Data to process
= Beginning of Section =

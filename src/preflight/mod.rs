//! Preflight checks for build validation.
//!
//! Validates that the host has the tools a build shells out to before any
//! mount is made. A missing `sgdisk` discovered after the rootfs is already
//! chrooted leaves far more to clean up.
//!
//! # Example
//!
//! ```rust
//! use rootfs_builder::preflight::{check_required_tools, command_exists};
//!
//! if !command_exists("sgdisk") {
//!     println!("gdisk not installed");
//! }
//!
//! let tools = &[("losetup", "util-linux"), ("blkid", "util-linux")];
//! if let Err(e) = check_required_tools(tools) {
//!     eprintln!("{}", e);
//! }
//! ```

use anyhow::{bail, Result};

use crate::definition::RootFilesystem;
use crate::filter::TargetType;

/// Check if a command exists on the host system.
pub fn command_exists(cmd: &str) -> bool {
    which::which(cmd).is_ok()
}

/// Tools every build needs. Each tuple is (command_name, package_name).
pub const BASE_TOOLS: &[(&str, &str)] = &[
    ("mount", "util-linux"),
    ("umount", "util-linux"),
    ("rsync", "rsync"),
];

/// Extra tools for VM disk images.
pub const VM_TOOLS: &[(&str, &str)] = &[
    ("losetup", "util-linux"),
    ("sgdisk", "gdisk"),
    ("mkfs.vfat", "dosfstools"),
    ("blkid", "util-linux"),
    ("udevadm", "udev"),
    ("mountpoint", "util-linux"),
    ("lsblk", "util-linux"),
];

/// Tools for a build of `target_type` with the given VM root filesystem.
pub fn required_tools(
    target_type: TargetType,
    filesystem: RootFilesystem,
) -> Vec<(&'static str, &'static str)> {
    let mut tools = BASE_TOOLS.to_vec();
    if target_type == TargetType::Vm {
        tools.extend_from_slice(VM_TOOLS);
        match filesystem {
            RootFilesystem::Ext4 => tools.push(("mkfs.ext4", "e2fsprogs")),
            RootFilesystem::Btrfs => {
                tools.push(("mkfs.btrfs", "btrfs-progs"));
                tools.push(("btrfs", "btrfs-progs"));
            }
        }
    }
    tools
}

/// Check that specific tools are available.
///
/// # Returns
///
/// * `Ok(())` if all tools are found
/// * `Err` with list of missing tools and their packages
pub fn check_required_tools(tools: &[(&str, &str)]) -> Result<()> {
    let missing: Vec<_> = tools
        .iter()
        .filter(|(tool, _)| !command_exists(tool))
        .collect();

    if !missing.is_empty() {
        let msg = missing
            .iter()
            .map(|(t, p)| format!("  {} (install: {})", t, p))
            .collect::<Vec<_>>()
            .join("\n");
        bail!("Missing required host tools:\n{}", msg);
    }

    Ok(())
}

/// Check the host for a build of `target_type`.
pub fn check_host_tools(target_type: TargetType, filesystem: RootFilesystem) -> Result<()> {
    check_required_tools(&required_tools(target_type, filesystem))
}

= End of Section =

Problem requirements
Copy each line above that contains the string "Result".

Solution below
use anyhow::{bail, Result};
pub fn check_required_tools(tools: &[(&str, &str)]) -> Result<()> {
pub fn check_host_tools(target_type: TargetType, filesystem: RootFilesystem) -> Result<()> {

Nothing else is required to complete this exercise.